---------- Records provided

//! # DevLab Core
//!
//! Scenario lifecycle over two independently mutable sources of truth: the
//! container runtime and the metadata store.
//!
//! ## Modules
//!
//! - [`manager`]: the five lifecycle operations plus catalog listing
//! - [`reconcile`]: pure stored-vs-live status rule
//! - [`tree`]: workspace listing parser and tree builder
//! - [`error`]: closed error taxonomy for transports
//!
//! ## Example
//!
//! ```rust,no_run
//! use devlab_core::{ManagerConfig, ScenarioManager};
//! use devlab_runtime::InMemoryRuntime;
//! use devlab_store::MemoryScenarioStore;
//! use std::sync::Arc;
//!
//! # async fn example() -> Result<(), devlab_core::ScenarioError> {
//! let manager = ScenarioManager::new(
//!     Arc::new(InMemoryRuntime::new()),
//!     Arc::new(MemoryScenarioStore::new()),
//!     ManagerConfig::default(),
//! );
//! let started = manager.start_scenario("alice", "go", None).await?;
//! let status = manager.get_scenario_status(started.scenario_id.as_str()).await?;
//! println!("{}", status.status);
//! # Ok(())
//! # }
//! ```

pub mod config;
pub mod error;
pub mod manager;
pub mod reconcile;
pub mod tree;

pub use config::{ManagerConfig, DEFAULT_WORKSPACE_ROOT};
pub use error::{ErrorKind, ScenarioError, ScenarioResult};
pub use manager::{ScenarioManager, SCENARIO_ID_LABEL};
pub use reconcile::{reconcile, reconcile_missing};
pub use tree::{build_tree, listing_command, parse_listing, ListingEntry, DEFAULT_DENYLIST};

--------------------

**Problem description**
The lines to return are those in the entries above that hold "status".

**Solution below**
//! - [`reconcile`]: pure stored-vs-live status rule
//! let status = manager.get_scenario_status(started.scenario_id.as_str()).await?;
//! println!("{}", status.status);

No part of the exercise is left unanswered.